Please output exactly the part of the records below that opens with the line containing "repository 1e3d67c2871bb56f" and closes with the line containing "인덱스 수신 기록 결과", both lines included, and nothing else.

Data excerpts
########
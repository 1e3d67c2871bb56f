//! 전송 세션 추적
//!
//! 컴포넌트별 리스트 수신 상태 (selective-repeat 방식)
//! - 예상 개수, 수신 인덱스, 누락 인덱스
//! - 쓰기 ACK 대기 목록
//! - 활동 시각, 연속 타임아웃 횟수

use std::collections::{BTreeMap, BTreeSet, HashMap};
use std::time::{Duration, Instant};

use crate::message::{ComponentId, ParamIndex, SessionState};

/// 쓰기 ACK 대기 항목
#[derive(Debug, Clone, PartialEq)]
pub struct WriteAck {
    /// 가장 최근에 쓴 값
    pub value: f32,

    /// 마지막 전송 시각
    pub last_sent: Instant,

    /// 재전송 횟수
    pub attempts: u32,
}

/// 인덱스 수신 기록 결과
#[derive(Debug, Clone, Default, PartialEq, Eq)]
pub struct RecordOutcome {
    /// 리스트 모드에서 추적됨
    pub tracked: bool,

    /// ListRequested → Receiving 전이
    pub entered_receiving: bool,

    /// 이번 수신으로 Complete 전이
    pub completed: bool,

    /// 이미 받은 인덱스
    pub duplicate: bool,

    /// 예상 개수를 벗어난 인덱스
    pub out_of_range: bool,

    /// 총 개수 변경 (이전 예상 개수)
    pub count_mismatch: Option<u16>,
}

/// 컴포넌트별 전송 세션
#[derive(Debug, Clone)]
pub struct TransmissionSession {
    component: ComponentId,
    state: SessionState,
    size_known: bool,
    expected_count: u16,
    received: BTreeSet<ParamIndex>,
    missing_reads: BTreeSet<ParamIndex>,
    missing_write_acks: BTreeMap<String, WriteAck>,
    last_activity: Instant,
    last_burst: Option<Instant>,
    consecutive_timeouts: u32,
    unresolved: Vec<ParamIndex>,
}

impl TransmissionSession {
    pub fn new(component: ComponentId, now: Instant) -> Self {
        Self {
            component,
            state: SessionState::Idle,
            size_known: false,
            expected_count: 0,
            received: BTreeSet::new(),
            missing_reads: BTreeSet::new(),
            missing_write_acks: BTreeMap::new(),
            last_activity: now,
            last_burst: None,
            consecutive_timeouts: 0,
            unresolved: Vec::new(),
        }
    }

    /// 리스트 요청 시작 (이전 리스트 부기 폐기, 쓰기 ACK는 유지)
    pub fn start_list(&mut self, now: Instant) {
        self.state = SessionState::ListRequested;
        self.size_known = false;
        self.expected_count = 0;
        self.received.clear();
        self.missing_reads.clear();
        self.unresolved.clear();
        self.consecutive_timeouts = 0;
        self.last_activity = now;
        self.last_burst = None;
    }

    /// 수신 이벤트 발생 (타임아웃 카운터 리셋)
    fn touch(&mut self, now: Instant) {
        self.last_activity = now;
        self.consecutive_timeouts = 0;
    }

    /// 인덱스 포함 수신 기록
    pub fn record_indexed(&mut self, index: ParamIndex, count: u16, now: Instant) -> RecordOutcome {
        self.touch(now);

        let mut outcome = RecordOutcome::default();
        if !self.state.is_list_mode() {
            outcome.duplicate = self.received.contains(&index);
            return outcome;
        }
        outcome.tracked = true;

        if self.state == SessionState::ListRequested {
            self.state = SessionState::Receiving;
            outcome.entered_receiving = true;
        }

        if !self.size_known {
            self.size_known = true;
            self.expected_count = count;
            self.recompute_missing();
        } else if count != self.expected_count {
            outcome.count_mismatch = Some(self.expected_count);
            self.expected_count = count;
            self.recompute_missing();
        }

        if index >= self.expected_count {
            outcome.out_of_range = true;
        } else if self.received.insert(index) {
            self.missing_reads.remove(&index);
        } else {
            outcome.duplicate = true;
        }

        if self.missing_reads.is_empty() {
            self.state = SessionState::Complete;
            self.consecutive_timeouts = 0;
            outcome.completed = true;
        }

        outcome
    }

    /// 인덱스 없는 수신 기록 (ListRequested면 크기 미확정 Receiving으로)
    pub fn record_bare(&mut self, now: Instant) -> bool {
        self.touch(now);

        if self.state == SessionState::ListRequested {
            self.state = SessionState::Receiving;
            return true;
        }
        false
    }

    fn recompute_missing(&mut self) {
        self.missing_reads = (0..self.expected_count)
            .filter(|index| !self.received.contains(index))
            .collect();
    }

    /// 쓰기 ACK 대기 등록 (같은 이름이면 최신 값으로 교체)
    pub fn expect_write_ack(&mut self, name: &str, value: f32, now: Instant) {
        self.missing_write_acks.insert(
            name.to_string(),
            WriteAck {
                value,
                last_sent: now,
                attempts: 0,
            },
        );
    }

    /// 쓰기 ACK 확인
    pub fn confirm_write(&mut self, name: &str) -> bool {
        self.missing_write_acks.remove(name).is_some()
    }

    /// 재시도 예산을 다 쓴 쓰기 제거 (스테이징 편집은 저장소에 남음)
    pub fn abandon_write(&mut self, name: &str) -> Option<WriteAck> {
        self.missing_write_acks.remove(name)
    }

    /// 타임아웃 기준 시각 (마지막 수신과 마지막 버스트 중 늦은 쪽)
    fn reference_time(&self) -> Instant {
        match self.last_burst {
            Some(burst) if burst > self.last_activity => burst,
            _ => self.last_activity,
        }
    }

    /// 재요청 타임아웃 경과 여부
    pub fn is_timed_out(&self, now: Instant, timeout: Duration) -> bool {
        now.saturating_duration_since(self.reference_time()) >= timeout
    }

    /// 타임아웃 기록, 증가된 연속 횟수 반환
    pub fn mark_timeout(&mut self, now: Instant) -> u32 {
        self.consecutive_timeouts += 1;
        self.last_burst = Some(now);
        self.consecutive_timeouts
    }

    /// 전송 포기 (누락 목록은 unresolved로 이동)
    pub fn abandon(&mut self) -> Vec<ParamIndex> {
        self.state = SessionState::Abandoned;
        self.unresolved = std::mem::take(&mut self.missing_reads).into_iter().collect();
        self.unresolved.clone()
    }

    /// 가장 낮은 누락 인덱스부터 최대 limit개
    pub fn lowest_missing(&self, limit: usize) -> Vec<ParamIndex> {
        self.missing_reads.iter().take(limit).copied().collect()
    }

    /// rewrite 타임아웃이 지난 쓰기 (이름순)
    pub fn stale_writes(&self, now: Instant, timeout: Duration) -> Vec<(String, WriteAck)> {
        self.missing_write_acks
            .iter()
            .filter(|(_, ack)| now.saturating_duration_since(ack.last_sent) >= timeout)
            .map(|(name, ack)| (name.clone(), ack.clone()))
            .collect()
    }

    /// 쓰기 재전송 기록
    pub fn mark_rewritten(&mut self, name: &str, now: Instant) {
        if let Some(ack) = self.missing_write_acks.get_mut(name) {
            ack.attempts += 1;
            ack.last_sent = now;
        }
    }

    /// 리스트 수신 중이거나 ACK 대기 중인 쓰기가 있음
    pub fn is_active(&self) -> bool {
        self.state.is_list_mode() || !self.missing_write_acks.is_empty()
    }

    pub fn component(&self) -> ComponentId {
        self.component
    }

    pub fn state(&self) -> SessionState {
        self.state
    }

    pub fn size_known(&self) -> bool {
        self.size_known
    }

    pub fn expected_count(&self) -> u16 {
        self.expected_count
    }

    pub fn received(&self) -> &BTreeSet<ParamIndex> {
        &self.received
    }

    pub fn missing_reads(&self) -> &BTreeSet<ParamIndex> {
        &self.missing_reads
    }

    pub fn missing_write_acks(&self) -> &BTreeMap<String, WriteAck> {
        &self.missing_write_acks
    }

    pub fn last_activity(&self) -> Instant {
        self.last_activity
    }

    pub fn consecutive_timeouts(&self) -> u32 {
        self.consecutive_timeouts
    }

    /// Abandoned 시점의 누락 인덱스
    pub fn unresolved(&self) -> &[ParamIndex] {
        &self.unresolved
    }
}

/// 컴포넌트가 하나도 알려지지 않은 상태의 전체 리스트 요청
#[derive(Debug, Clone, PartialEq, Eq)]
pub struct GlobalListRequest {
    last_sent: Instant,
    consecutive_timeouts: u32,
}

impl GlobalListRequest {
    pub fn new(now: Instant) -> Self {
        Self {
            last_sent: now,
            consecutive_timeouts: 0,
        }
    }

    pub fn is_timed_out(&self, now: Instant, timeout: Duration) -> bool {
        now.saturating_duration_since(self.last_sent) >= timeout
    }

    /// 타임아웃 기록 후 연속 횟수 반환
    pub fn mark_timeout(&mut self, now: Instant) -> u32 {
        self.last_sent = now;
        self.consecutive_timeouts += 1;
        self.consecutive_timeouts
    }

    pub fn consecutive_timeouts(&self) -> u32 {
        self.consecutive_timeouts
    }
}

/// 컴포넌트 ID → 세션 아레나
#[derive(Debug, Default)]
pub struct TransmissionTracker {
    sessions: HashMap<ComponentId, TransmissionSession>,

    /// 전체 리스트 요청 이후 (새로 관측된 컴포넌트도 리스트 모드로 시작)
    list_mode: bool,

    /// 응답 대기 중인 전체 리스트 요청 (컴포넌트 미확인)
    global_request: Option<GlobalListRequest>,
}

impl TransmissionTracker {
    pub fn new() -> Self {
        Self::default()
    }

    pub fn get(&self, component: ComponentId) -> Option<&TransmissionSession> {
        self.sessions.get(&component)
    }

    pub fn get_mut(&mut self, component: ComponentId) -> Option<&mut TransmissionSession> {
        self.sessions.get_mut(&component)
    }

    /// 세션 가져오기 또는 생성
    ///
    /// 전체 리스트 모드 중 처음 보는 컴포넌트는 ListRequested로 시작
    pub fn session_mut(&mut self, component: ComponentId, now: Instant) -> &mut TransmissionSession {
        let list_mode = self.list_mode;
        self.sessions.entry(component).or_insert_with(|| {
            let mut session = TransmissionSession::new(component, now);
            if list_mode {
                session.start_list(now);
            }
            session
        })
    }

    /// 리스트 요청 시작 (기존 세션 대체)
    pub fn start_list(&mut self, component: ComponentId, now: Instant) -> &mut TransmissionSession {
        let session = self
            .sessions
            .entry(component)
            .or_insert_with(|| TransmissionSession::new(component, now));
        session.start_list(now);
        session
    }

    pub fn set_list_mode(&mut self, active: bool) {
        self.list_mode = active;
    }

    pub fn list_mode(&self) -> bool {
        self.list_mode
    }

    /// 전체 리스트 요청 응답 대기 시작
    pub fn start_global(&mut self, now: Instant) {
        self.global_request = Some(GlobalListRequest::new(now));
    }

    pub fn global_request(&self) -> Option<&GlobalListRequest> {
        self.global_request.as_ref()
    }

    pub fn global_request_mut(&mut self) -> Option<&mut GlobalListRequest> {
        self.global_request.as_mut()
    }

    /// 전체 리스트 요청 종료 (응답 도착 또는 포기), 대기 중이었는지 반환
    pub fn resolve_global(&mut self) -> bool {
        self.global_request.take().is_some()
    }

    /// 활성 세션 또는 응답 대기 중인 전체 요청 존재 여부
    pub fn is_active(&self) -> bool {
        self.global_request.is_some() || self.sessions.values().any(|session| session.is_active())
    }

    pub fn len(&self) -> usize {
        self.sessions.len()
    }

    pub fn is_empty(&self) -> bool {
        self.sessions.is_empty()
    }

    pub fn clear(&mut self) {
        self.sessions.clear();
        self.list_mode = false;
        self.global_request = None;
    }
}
########
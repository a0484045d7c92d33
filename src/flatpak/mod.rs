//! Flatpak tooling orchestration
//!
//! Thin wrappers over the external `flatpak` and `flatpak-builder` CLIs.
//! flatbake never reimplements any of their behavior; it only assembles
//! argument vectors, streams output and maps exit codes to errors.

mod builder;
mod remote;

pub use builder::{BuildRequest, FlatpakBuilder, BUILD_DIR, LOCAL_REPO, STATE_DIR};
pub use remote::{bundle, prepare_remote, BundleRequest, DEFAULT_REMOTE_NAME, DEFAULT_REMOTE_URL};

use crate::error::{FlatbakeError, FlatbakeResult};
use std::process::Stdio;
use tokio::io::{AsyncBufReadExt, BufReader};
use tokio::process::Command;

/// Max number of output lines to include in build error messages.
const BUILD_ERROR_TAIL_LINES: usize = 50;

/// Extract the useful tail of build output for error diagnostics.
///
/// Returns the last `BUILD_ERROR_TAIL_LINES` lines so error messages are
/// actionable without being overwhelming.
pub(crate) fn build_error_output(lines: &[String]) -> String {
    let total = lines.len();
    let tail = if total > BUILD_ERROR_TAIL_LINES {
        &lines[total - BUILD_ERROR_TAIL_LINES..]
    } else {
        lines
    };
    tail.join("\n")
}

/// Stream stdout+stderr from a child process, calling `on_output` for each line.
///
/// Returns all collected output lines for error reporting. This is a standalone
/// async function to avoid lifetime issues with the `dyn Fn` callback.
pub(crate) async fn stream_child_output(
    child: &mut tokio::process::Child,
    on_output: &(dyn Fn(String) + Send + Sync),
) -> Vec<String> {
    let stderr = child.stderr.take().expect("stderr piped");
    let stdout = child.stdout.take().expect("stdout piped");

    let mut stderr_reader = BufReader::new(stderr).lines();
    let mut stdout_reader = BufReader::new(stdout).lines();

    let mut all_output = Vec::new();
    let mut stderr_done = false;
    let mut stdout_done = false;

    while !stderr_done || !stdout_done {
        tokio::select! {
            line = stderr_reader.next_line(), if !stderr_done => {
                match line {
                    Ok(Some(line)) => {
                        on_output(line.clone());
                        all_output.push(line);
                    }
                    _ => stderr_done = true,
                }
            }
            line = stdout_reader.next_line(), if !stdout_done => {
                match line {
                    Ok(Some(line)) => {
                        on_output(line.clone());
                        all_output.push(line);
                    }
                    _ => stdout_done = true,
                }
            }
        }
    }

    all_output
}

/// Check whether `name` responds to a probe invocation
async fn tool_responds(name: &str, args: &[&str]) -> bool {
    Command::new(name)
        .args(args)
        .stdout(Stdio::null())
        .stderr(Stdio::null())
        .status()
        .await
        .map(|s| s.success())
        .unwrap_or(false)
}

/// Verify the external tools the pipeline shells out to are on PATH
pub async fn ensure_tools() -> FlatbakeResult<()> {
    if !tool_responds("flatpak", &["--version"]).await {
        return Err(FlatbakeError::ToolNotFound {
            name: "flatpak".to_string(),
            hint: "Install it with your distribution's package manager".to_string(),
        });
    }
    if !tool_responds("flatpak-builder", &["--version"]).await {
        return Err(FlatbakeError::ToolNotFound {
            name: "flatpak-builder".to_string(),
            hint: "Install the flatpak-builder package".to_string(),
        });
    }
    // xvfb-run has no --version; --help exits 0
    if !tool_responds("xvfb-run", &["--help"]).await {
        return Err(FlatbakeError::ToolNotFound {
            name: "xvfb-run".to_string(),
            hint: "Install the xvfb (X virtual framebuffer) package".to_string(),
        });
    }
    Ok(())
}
########
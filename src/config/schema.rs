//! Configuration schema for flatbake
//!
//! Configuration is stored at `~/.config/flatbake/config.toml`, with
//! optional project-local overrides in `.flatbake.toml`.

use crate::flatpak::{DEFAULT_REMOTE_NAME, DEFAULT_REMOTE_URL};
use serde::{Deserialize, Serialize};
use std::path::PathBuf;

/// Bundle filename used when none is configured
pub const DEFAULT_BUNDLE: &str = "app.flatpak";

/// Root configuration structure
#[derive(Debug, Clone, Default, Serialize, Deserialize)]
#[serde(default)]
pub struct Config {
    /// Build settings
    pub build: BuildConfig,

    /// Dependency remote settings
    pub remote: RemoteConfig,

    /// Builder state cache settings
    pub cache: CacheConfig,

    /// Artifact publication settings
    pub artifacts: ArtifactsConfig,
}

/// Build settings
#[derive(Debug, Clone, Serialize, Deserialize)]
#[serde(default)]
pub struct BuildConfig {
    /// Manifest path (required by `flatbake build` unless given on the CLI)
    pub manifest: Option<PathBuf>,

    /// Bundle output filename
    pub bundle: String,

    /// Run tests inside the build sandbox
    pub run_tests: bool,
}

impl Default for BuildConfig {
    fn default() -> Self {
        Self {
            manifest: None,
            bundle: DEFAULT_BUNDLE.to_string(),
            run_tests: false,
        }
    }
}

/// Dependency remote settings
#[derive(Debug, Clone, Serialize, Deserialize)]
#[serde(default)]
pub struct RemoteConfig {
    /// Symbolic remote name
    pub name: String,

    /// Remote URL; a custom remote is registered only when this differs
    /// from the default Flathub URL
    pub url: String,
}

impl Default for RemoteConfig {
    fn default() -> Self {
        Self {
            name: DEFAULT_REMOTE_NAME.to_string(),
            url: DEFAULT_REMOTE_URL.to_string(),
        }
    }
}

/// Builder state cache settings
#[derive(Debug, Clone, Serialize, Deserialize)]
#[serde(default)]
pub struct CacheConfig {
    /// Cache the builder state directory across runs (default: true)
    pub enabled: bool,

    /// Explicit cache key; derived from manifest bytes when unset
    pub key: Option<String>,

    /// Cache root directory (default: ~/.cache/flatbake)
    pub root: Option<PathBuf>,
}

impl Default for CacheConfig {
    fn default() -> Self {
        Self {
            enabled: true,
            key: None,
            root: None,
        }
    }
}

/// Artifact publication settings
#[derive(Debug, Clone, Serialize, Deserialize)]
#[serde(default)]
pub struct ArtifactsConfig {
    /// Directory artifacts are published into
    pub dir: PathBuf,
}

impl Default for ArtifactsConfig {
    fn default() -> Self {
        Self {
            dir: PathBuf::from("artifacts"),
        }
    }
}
########
WRITTEN SOLUTION:
repository 1e3d67c2871bb56f
//! 전송 세션 추적
//!
//! 컴포넌트별 리스트 수신 상태 (selective-repeat 방식)
//! - 예상 개수, 수신 인덱스, 누락 인덱스
//! - 쓰기 ACK 대기 목록
//! - 활동 시각, 연속 타임아웃 횟수

use std::collections::{BTreeMap, BTreeSet, HashMap};
use std::time::{Duration, Instant};

use crate::message::{ComponentId, ParamIndex, SessionState};

/// 쓰기 ACK 대기 항목
#[derive(Debug, Clone, PartialEq)]
pub struct WriteAck {
    /// 가장 최근에 쓴 값
    pub value: f32,

    /// 마지막 전송 시각
    pub last_sent: Instant,

    /// 재전송 횟수
    pub attempts: u32,
}

/// 인덱스 수신 기록 결과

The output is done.